(Saved data entries)
::::

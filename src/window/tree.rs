//! The window tree: per-window state and arena-style tree walks.
//!
//! Windows reference each other strictly by id through the resource
//! registry; nothing here holds a shared pointer to another window, so
//! teardown is a post-order walk over ids. The `children` list of every
//! window is kept in stacking order, bottom first.

use std::collections::HashMap;

use crate::protocol::types::*;
use crate::resources::registry::Registry;
use crate::window::properties::PropertyStore;

/// One window in the tree.
#[derive(Debug, Clone)]
pub struct WindowNode {
    pub id: WindowId,
    /// `NONE` for the root window only.
    pub parent: WindowId,
    pub depth: u8,
    pub class: WindowClass,
    pub visual: VisualId,
    pub x: i16,
    pub y: i16,
    pub width: u16,
    pub height: u16,
    pub border_width: u16,
    pub mapped: bool,
    pub override_redirect: bool,
    pub save_under: bool,
    pub background_pixel: Option<u32>,
    pub background_pixmap: Option<PixmapId>,
    pub border_pixel: Option<u32>,
    pub border_pixmap: Option<PixmapId>,
    pub bit_gravity: u8,
    pub win_gravity: u8,
    pub backing_store: u8,
    pub backing_planes: u32,
    pub backing_pixel: u32,
    pub colormap: ColormapId,
    pub cursor: CursorId,
    /// Bottom-to-top stacking order.
    pub children: Vec<WindowId>,
    /// Per-client event selections on this window.
    pub event_masks: HashMap<ClientId, EventMask>,
    pub do_not_propagate: EventMask,
    pub properties: PropertyStore,
}

impl WindowNode {
    pub fn new(
        id: WindowId,
        parent: WindowId,
        depth: u8,
        class: WindowClass,
        visual: VisualId,
        geometry: Rectangle,
        border_width: u16,
        colormap: ColormapId,
    ) -> Self {
        Self {
            id,
            parent,
            depth,
            class,
            visual,
            x: geometry.x,
            y: geometry.y,
            width: geometry.width,
            height: geometry.height,
            border_width,
            mapped: false,
            override_redirect: false,
            save_under: false,
            background_pixel: None,
            background_pixmap: None,
            border_pixel: None,
            border_pixmap: None,
            bit_gravity: 0,
            win_gravity: 1,
            backing_store: 0,
            backing_planes: !0,
            backing_pixel: 0,
            colormap,
            cursor: NONE,
            children: Vec::new(),
            event_masks: HashMap::new(),
            do_not_propagate: EventMask::empty(),
            properties: PropertyStore::default(),
        }
    }

    pub fn geometry(&self) -> Rectangle {
        Rectangle { x: self.x, y: self.y, width: self.width, height: self.height }
    }

    /// Union of every client's selection on this window.
    pub fn all_event_masks(&self) -> EventMask {
        self.event_masks
            .values()
            .fold(EventMask::empty(), |acc, mask| acc | *mask)
    }

    /// Clients whose selection on this window intersects `mask`.
    pub fn selectors_of(&self, mask: EventMask) -> Vec<ClientId> {
        self.event_masks
            .iter()
            .filter(|(_, selected)| selected.intersects(mask))
            .map(|(client, _)| *client)
            .collect()
    }
}

/// The chain `[window, parent, …, root]`; stops cleanly if an id dangles.
pub fn ancestor_chain(registry: &Registry, window: WindowId) -> Vec<WindowId> {
    let mut chain = Vec::with_capacity(8);
    let mut current = window;
    while current != NONE {
        chain.push(current);
        match registry.window(current) {
            Ok(node) => current = node.parent,
            Err(_) => break,
        }
    }
    chain
}

pub fn is_ancestor(registry: &Registry, ancestor: WindowId, window: WindowId) -> bool {
    let mut current = window;
    while let Ok(node) = registry.window(current) {
        if node.parent == ancestor {
            return true;
        }
        if node.parent == NONE {
            return false;
        }
        current = node.parent;
    }
    false
}

/// Whether `window` and all its ancestors are mapped.
pub fn is_viewable(registry: &Registry, window: WindowId) -> bool {
    let mut current = window;
    while let Ok(node) = registry.window(current) {
        if !node.mapped {
            return false;
        }
        if node.parent == NONE {
            return true;
        }
        current = node.parent;
    }
    false
}

/// Root-relative origin of a window's interior.
pub fn root_origin(registry: &Registry, window: WindowId) -> (i32, i32) {
    let mut x = 0i32;
    let mut y = 0i32;
    let mut current = window;
    while let Ok(node) = registry.window(current) {
        x += node.x as i32;
        y += node.y as i32;
        if node.parent == NONE {
            break;
        }
        current = node.parent;
    }
    (x, y)
}

/// Map root coordinates into `window`'s coordinate space.
pub fn root_to_window(registry: &Registry, window: WindowId, root_x: i16, root_y: i16) -> (i16, i16) {
    let (ox, oy) = root_origin(registry, window);
    ((root_x as i32 - ox) as i16, (root_y as i32 - oy) as i16)
}

/// The topmost mapped child of `parent` containing the parent-relative
/// point, ignoring unmapped children.
pub fn child_at(registry: &Registry, parent: WindowId, x: i16, y: i16) -> Option<WindowId> {
    let node = registry.window(parent).ok()?;
    for &child in node.children.iter().rev() {
        if let Ok(candidate) = registry.window(child) {
            if candidate.mapped && candidate.geometry().contains(x, y) {
                return Some(child);
            }
        }
    }
    None
}

/// Deepest mapped window under the root-relative point, walking the
/// stacking order top-down. Falls back to `root` itself.
pub fn hit_test(registry: &Registry, root: WindowId, root_x: i16, root_y: i16) -> WindowId {
    let mut current = root;
    let mut x = root_x;
    let mut y = root_y;
    while let Some(child) = child_at(registry, current, x, y) {
        let node = match registry.window(child) {
            Ok(node) => node,
            Err(_) => break,
        };
        x -= node.x;
        y -= node.y;
        current = child;
    }
    current
}

/// All descendants of `window`, deepest first, suitable as a destruction
/// order. `window` itself is not included.
pub fn descendants_post_order(registry: &Registry, window: WindowId) -> Vec<WindowId> {
    fn visit(registry: &Registry, window: WindowId, out: &mut Vec<WindowId>) {
        if let Ok(node) = registry.window(window) {
            let children = node.children.clone();
            for child in children {
                visit(registry, child, out);
                out.push(child);
            }
        }
    }
    let mut out = Vec::new();
    visit(registry, window, &mut out);
    out
}

#[cfg(test)]
mod tests {
    use super::*;
    use crate::resources::registry::{Registry, Resource};

    const ROOT: WindowId = 0x0020_0001;
    const CLIENT: ClientId = 2;

    fn make_window(id: WindowId, parent: WindowId, rect: Rectangle) -> WindowNode {
        let mut node = WindowNode::new(
            id,
            parent,
            24,
            WindowClass::InputOutput,
            1,
            rect,
            0,
            0x0020_0002,
        );
        node.mapped = true;
        node
    }

    fn tree() -> Registry {
        let mut registry = Registry::new();
        let mut root = make_window(
            ROOT,
            NONE,
            Rectangle { x: 0, y: 0, width: 1280, height: 800 },
        );
        root.children = vec![10, 20];
        registry.insert_server(ROOT, Resource::Window(Box::new(root)));

        let mut child_low = make_window(10, ROOT, Rectangle { x: 0, y: 0, width: 600, height: 600 });
        child_low.children = vec![11];
        registry.insert_server(10, Resource::Window(Box::new(child_low)));

        let grandchild =
            make_window(11, 10, Rectangle { x: 50, y: 50, width: 100, height: 100 });
        registry.insert_server(11, Resource::Window(Box::new(grandchild)));

        let child_high =
            make_window(20, ROOT, Rectangle { x: 500, y: 0, width: 600, height: 600 });
        registry.insert_server(20, Resource::Window(Box::new(child_high)));
        registry
    }

    #[test]
    fn ancestor_chain_reaches_root() {
        let registry = tree();
        assert_eq!(ancestor_chain(&registry, 11), vec![11, 10, ROOT]);
    }

    #[test]
    fn hit_test_honours_stacking() {
        let registry = tree();
        // (550, 100) is inside both children; 20 is on top.
        assert_eq!(hit_test(&registry, ROOT, 550, 100), 20);
        // (60, 60) descends into the grandchild.
        assert_eq!(hit_test(&registry, ROOT, 60, 60), 11);
        // Empty space falls back to the root.
        assert_eq!(hit_test(&registry, ROOT, 10, 700), 10);
    }

    #[test]
    fn unmapped_windows_are_invisible_to_hit_test() {
        let mut registry = tree();
        registry.window_mut(20).unwrap().mapped = false;
        assert_eq!(hit_test(&registry, ROOT, 550, 100), 10);
    }

    #[test]
    fn root_origin_accumulates_offsets() {
        let registry = tree();
        assert_eq!(root_origin(&registry, 11), (50, 50));
        assert_eq!(root_to_window(&registry, 11, 60, 65), (10, 15));
    }

    #[test]
    fn viewability_requires_mapped_ancestors() {
        let mut registry = tree();
        assert!(is_viewable(&registry, 11));
        registry.window_mut(10).unwrap().mapped = false;
        assert!(!is_viewable(&registry, 11));
    }

    #[test]
    fn destruction_order_is_deepest_first() {
        let registry = tree();
        assert_eq!(descendants_post_order(&registry, ROOT), vec![11, 10, 20]);
    }

    #[test]
    fn selectors_and_mask_union() {
        let mut registry = tree();
        let node = registry.window_mut(10).unwrap();
        node.event_masks.insert(CLIENT, EventMask::KEY_PRESS | EventMask::EXPOSURE);
        node.event_masks.insert(3, EventMask::BUTTON_PRESS);
        assert_eq!(
            node.all_event_masks(),
            EventMask::KEY_PRESS | EventMask::EXPOSURE | EventMask::BUTTON_PRESS
        );
        assert_eq!(node.selectors_of(EventMask::KEY_PRESS), vec![CLIENT]);
    }
}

::::

_What the exercise asks:_
Starting from the top of the records and ending at the line that contains "root window only.", repeat each line exactly and return only those lines.

_The answer:_
filename src/window/tree.rs
//! The window tree: per-window state and arena-style tree walks.
//!
//! Windows reference each other strictly by id through the resource
//! registry; nothing here holds a shared pointer to another window, so
//! teardown is a post-order walk over ids. The `children` list of every
//! window is kept in stacking order, bottom first.

use std::collections::HashMap;

use crate::protocol::types::*;
use crate::resources::registry::Registry;
use crate::window::properties::PropertyStore;

/// One window in the tree.
#[derive(Debug, Clone)]
pub struct WindowNode {
    pub id: WindowId,
    /// `NONE` for the root window only.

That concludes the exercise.